One of the most exciting parts of Ringling College is our commitment to engaging students with professional opportunities,” stated Morgan Woolverton, Interim Department Head, Game Art, and Virtual Reality Development, Ringling College of Art and Design. Without this real-time "rubber meeting the road," students are not necessarily challenged to their full potential. The creativity exercised in real-world constraints is robust, considered, and often a more compelling solution than left without restrictions. When our students graduate, they exhibit this professional grit because of this commitment. The collaboration with Moffitt Cancer Center is a perfect expression of these goals.”

The Ringling College INDEX program is an experiential education initiative that provides students the opportunity to gain industry experience prior to graduation by connecting them with leading brands and clients to develop creative solutions to business challenges. INDEX is designed to enhance the quality of student learning at Ringling College by providing professional experiences that allow students to build their portfolios, strengthen their resumés, and acquire confidence and familiarity with professional best practices.

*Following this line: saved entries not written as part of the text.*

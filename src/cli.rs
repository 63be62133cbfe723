//! Command-line interface.
//!
//! One subcommand per pipeline script. Shared roots (data, processed,
//! results, log, QC) come from environment variables injected by the
//! batch wrapper; only pre-batch commands (`copy-source`, `convert`) take
//! their paths explicitly.

use std::path::PathBuf;

use anyhow::{bail, Context, Result};
use clap::{Parser, Subcommand};
use log::{info, warn};

use crate::config::{self, Env, ExcludeList, ListMode};
use crate::convert;
use crate::copy;
use crate::figures;
use crate::metrics;
use crate::process::{self, CustomModel, ProcessContext, SubjectSession};
use crate::review;
use crate::roster;

#[derive(Parser)]
#[command(name = "sct-batch")]
#[command(about = "Batch orchestration of spinal cord MRI processing", version)]
struct Cli {
    /// Increase verbosity
    #[arg(short, long, action = clap::ArgAction::Count, global = true)]
    verbose: u8,

    #[command(subcommand)]
    command: Commands,
}

#[derive(Subcommand)]
enum Commands {
    /// Stage subject DICOM folders from the acquisition source trees
    CopySource {
        /// Data disc holding the source trees
        #[arg(long)]
        disc: PathBuf,
        /// Source tree names, probed in order
        #[arg(long, required = true, num_args = 1..)]
        source_trees: Vec<String>,
        /// Staging directory, e.g. <dataset>/sourcedata
        #[arg(long)]
        staging: PathBuf,
        /// participants.tsv with the two session IDs per subject
        #[arg(long)]
        roster: PathBuf,
    },

    /// Convert staged DICOM sessions into the standardized layout
    Convert {
        /// Staging directory produced by copy-source
        #[arg(long)]
        staging: PathBuf,
        /// Output dataset root
        #[arg(long)]
        bids: PathBuf,
        /// participants.tsv with the two session IDs per subject
        #[arg(long)]
        roster: PathBuf,
        /// JSON criteria config mapping series metadata to output names
        #[arg(long)]
        criteria: PathBuf,
        /// External DICOM-to-NIfTI encoder
        #[arg(long, default_value = convert::DEFAULT_CONVERTER)]
        converter: String,
    },

    /// Run the processing pipeline for one subject session
    Process {
        /// Subject session, e.g. sub-2390B4949B/ses-2390B
        subject: String,
        /// Exclusion list (exclude.yml)
        #[arg(long)]
        exclude: Option<PathBuf>,
        /// Replacement cord segmentation model directory
        #[arg(long, requires = "model_script")]
        model_path: Option<PathBuf>,
        /// Script invoking the replacement model
        #[arg(long, requires = "model_path")]
        model_script: Option<PathBuf>,
    },

    /// Merge per-subject metric tables into one shared table
    Aggregate {
        /// File-name suffix of the per-subject tables,
        /// e.g. _T2w_metrics_perlevel.csv
        suffix: String,
        /// Shared table name under the results root
        #[arg(long)]
        output: Option<String>,
    },

    /// Render two-session comparison figures for the whole cohort
    Figures {
        /// participants.tsv with the two session IDs per subject
        #[arg(long)]
        roster: PathBuf,
        /// Directory of normative per-slice tables
        /// (default: the toolkit's bundled set)
        #[arg(long)]
        normative: Option<PathBuf>,
        /// Exclusion list (exclude.yml)
        #[arg(long)]
        exclude: Option<PathBuf>,
    },

    /// Surface cases that still need manual label correction
    Review {
        /// Worklist YAML destination
        /// (default: <log root>/manual_correction_worklist.yml)
        #[arg(long)]
        output: Option<PathBuf>,
    },

    /// Fold a YAML subject list into a batch-wrapper JSON config
    UpdateConfig {
        /// Batch-wrapper JSON config to update
        #[arg(long)]
        config_file: PathBuf,
        /// YAML file listing subjects per key
        #[arg(long)]
        yml_file: PathBuf,
        /// Key to read from the YAML file, e.g. T2w
        #[arg(long)]
        key: String,
        #[arg(long, value_enum)]
        mode: ListMode,
    },
}

fn load_exclusions(path: Option<&PathBuf>) -> Result<ExcludeList> {
    match path {
        Some(path) => ExcludeList::load(path),
        None => Ok(ExcludeList::default()),
    }
}

fn print_summary(title: &str, items: &[(&str, String)]) {
    println!();
    println!("=== {title} ===");
    for (key, value) in items {
        println!("  {key:<18} {value}");
    }
    println!();
}

pub fn run() -> Result<()> {
    let cli = Cli::parse();

    env_logger::Builder::new()
        .filter_level(match cli.verbose {
            0 => log::LevelFilter::Info,
            1 => log::LevelFilter::Debug,
            _ => log::LevelFilter::Trace,
        })
        .format_timestamp_secs()
        .init();

    match cli.command {
        Commands::CopySource {
            disc,
            source_trees,
            staging,
            roster: roster_path,
        } => {
            let subjects = roster::load(&roster_path)?;
            info!("{} subjects with two sessions", subjects.len());
            let report = copy::stage_sources(&disc, &source_trees, &staging, &subjects)?;
            print_summary(
                "Copy Source Complete",
                &[
                    ("Staging", staging.display().to_string()),
                    ("Copied", report.copied.len().to_string()),
                    ("Skipped", report.skipped.len().to_string()),
                    ("Missing", report.missing.len().to_string()),
                ],
            );
            if !report.missing.is_empty() {
                warn!("missing sessions: {}", report.missing.join(", "));
            }
            Ok(())
        }

        Commands::Convert {
            staging,
            bids,
            roster: roster_path,
            criteria,
            converter,
        } => {
            let subjects = roster::load(&roster_path)?;
            let config = convert::CriteriaConfig::load(&criteria)?;
            let outcome = convert::convert_cohort(&staging, &bids, &subjects, &config, &converter)?;
            print_summary(
                "Conversion Complete",
                &[
                    ("Dataset", bids.display().to_string()),
                    ("Converted", outcome.converted.to_string()),
                    ("Skipped", outcome.skipped.to_string()),
                    ("Unmatched", outcome.unmatched.len().to_string()),
                ],
            );
            Ok(())
        }

        Commands::Process {
            subject,
            exclude,
            model_path,
            model_script,
        } => {
            let env = Env::from_env()?;
            let exclude = load_exclusions(exclude.as_ref())?;
            let target = SubjectSession::parse(&subject)?;
            let model = match (model_path, model_script) {
                (Some(model_path), Some(script)) => Some(CustomModel { model_path, script }),
                _ => None,
            };
            let ctx = ProcessContext {
                env: &env,
                exclude: &exclude,
                target,
                model,
            };
            process::run_subject(&ctx)
        }

        Commands::Aggregate { suffix, output } => {
            let env = Env::from_env()?;
            let tables = metrics::collect_tables(&env.path_data_processed, &suffix);
            if tables.is_empty() {
                bail!(
                    "no per-subject tables matching '*{suffix}' under {}",
                    env.path_data_processed.display()
                );
            }
            let name = output.unwrap_or_else(|| suffix.trim_start_matches('_').to_string());
            let dest = env.path_results.join(&name);
            let rows = metrics::merge_tables(&tables, &dest)?;
            print_summary(
                "Aggregation Complete",
                &[
                    ("Tables", tables.len().to_string()),
                    ("Rows appended", rows.to_string()),
                    ("Output", dest.display().to_string()),
                ],
            );
            Ok(())
        }

        Commands::Figures {
            roster: roster_path,
            normative,
            exclude,
        } => {
            let env = Env::from_env()?;
            let subjects = roster::load(&roster_path)?;
            let exclude = load_exclusions(exclude.as_ref())?;
            let normative = match normative {
                Some(dir) => dir,
                None => config::sct_dir()?.join("data/PAM50_normalized_metrics"),
            };
            let figures_dir = env.path_results.join("figures");
            let report = figures::generate_all(
                &env.path_results,
                &figures_dir,
                &normative,
                &subjects,
                &exclude,
            )?;
            print_summary(
                "Figures Complete",
                &[
                    ("Output", figures_dir.display().to_string()),
                    ("Generated", report.generated.len().to_string()),
                    ("Skipped", report.skipped.to_string()),
                    ("Failed", report.failed.len().to_string()),
                ],
            );
            if !report.failed.is_empty() {
                for failure in &report.failed {
                    warn!("{failure}");
                }
                bail!("{} figure(s) failed", report.failed.len());
            }
            Ok(())
        }

        Commands::Review { output } => {
            let env = Env::from_env()?;
            let candidates = review::collect_candidates(&env.path_log)?;
            if candidates.is_empty() {
                info!("no automatic-path cases recorded; nothing to review");
                return Ok(());
            }
            println!("{:<28} {:<26} {}", "SUBJECT", "ARTIFACT", "STATUS");
            for candidate in &candidates {
                let status = if candidate.manual_now_available {
                    "manual available, rerun"
                } else {
                    "needs correction"
                };
                println!(
                    "{:<28} {:<26} {}",
                    candidate.subject, candidate.artifact, status
                );
            }
            let out = output
                .unwrap_or_else(|| env.path_log.join("manual_correction_worklist.yml"));
            review::write_worklist(&candidates, &out)?;
            info!("worklist written to {}", out.display());
            Ok(())
        }

        Commands::UpdateConfig {
            config_file,
            yml_file,
            key,
            mode,
        } => {
            let count = config::update_batch_config(&config_file, &yml_file, &key, mode)
                .with_context(|| format!("failed to update {}", config_file.display()))?;
            info!(
                "{count} subjects written to {} in {}",
                match mode {
                    ListMode::Exclude => "exclude_list",
                    ListMode::Include => "include_list",
                },
                config_file.display()
            );
            Ok(())
        }
    }
}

About Moffitt Cancer Center
Moffitt is dedicated to one lifesaving mission: to contribute to the prevention and cure of cancer. The Tampa-based facility is one of only 51 National Cancer Institute-designated Comprehensive Cancer Centers, a distinction that recognizes Moffitt’s scientific excellence, multidisciplinary research, and robust training and education. Moffitt’s expert nursing staff is recognized by the American Nurses Credentialing Center with Magnet® status, its highest distinction. With more than 7,500 team members, Moffitt has an economic impact in the state of $2.4 billion.

About Ringling College of Art and Design
Since 1931, Ringling College of Art and Design has cultivated the creative spirit in students from around the globe. The private, not-for-profit, fully accredited college offers the Bachelor of Fine Arts degree in eleven disciplines and the Bachelor of Arts in two. The College’s rigorous curriculum employs the studio model of teaching and immediately engages students through a comprehensive program that is both specific to the major of study and focused on the liberal arts. The Ringling College teaching model ultimately shapes students into highly employable and globally aware artists and designers.